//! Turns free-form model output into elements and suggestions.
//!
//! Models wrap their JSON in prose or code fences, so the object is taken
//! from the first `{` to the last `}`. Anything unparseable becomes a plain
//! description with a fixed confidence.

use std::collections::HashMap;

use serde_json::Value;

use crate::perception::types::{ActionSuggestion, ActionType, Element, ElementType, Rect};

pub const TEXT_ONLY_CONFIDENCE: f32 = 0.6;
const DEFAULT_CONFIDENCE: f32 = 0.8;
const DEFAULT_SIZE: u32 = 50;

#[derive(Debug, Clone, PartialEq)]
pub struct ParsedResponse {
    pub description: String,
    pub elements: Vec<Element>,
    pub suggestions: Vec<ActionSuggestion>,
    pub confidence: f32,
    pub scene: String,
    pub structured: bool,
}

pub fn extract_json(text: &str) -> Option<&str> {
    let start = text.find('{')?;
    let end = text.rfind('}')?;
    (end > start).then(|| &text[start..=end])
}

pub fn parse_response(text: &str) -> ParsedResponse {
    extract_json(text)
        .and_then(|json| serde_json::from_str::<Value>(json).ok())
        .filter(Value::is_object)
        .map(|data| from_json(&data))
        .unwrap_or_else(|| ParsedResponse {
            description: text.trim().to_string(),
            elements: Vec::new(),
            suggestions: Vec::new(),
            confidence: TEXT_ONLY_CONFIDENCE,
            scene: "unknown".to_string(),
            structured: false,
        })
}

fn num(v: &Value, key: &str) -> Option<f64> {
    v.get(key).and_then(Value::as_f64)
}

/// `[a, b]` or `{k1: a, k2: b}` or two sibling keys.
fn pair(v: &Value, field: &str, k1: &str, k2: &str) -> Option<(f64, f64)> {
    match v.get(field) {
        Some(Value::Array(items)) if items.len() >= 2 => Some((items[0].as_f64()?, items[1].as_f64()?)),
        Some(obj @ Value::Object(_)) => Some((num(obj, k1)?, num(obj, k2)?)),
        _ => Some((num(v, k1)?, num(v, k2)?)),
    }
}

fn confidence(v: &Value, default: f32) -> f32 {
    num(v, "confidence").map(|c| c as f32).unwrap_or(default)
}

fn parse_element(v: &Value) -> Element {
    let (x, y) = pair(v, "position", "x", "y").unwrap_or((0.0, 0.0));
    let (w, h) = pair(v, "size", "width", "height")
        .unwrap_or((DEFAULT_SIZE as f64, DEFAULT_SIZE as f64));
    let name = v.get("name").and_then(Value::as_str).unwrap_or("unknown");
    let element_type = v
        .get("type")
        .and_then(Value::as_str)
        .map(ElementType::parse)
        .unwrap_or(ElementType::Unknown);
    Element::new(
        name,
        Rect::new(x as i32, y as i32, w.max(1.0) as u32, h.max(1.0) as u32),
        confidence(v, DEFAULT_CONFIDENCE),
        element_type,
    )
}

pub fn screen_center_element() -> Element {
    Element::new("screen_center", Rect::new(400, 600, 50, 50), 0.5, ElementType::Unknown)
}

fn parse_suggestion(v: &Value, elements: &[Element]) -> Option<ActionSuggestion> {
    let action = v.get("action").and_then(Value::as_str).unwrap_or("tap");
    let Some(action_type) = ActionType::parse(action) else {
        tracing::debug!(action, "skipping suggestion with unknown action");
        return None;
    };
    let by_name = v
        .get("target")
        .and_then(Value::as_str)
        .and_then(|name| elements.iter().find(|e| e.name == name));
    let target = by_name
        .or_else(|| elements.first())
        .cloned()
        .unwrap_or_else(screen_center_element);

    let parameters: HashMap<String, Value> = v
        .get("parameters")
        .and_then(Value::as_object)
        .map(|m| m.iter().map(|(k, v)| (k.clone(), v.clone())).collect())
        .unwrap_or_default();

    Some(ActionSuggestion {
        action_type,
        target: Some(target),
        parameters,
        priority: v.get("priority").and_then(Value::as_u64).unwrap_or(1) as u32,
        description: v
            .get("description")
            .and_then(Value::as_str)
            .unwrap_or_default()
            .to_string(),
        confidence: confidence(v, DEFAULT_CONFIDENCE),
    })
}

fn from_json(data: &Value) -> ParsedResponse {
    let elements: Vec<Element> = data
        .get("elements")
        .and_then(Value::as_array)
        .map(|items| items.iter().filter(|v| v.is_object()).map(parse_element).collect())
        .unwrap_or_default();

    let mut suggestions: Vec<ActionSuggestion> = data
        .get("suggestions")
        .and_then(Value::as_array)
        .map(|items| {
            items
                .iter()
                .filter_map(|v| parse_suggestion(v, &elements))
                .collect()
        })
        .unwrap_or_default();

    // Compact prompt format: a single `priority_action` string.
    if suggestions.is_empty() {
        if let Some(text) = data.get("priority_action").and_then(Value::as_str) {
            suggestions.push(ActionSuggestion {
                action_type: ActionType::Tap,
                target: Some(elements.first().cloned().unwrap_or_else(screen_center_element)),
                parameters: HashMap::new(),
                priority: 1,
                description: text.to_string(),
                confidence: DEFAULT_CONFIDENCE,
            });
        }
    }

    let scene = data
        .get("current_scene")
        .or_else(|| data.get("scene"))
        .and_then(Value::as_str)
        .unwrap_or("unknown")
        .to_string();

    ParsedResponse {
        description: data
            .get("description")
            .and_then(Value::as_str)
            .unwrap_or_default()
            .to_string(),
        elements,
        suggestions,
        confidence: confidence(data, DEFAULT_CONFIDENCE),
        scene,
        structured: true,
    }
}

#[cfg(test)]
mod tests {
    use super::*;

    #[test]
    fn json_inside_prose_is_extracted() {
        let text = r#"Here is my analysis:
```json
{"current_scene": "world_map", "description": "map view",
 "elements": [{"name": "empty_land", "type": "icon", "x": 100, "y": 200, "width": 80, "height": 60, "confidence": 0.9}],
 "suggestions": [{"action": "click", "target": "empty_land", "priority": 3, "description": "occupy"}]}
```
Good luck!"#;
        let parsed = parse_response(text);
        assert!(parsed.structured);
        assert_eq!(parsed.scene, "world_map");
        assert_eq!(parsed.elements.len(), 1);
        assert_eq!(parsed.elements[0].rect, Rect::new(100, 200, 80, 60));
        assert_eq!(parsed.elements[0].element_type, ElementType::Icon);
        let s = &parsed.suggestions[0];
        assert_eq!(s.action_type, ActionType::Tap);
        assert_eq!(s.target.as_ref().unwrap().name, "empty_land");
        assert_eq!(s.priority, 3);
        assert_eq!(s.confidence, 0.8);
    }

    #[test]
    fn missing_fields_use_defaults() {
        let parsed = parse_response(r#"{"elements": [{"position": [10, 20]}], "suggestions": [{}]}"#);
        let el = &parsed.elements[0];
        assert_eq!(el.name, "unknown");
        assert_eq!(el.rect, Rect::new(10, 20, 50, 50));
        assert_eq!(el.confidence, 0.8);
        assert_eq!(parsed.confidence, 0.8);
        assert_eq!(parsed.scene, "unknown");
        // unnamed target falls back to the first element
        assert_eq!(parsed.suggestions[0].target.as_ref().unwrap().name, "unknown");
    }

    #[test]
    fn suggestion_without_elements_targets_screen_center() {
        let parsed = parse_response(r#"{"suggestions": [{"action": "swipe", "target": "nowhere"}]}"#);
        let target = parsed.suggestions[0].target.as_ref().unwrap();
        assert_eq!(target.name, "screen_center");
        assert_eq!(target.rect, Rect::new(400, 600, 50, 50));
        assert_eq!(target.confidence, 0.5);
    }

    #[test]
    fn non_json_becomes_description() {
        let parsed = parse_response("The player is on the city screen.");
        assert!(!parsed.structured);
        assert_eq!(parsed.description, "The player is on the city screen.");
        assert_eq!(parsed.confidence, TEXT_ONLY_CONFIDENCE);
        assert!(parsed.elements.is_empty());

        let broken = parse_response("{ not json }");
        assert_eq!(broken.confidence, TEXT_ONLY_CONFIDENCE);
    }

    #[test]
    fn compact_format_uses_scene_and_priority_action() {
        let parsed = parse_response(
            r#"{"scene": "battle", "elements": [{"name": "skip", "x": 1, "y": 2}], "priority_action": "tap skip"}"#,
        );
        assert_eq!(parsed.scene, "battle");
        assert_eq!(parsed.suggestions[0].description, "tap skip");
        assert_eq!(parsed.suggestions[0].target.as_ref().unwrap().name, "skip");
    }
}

ASSIGNED TASK:
Which lines of the data include the string "Option"? Copy each of them.

RESULT OF THE EXERCISE:
pub fn extract_json(text: &str) -> Option<&str> {
fn num(v: &Value, key: &str) -> Option<f64> {
fn pair(v: &Value, field: &str, k1: &str, k2: &str) -> Option<(f64, f64)> {
fn parse_suggestion(v: &Value, elements: &[Element]) -> Option<ActionSuggestion> {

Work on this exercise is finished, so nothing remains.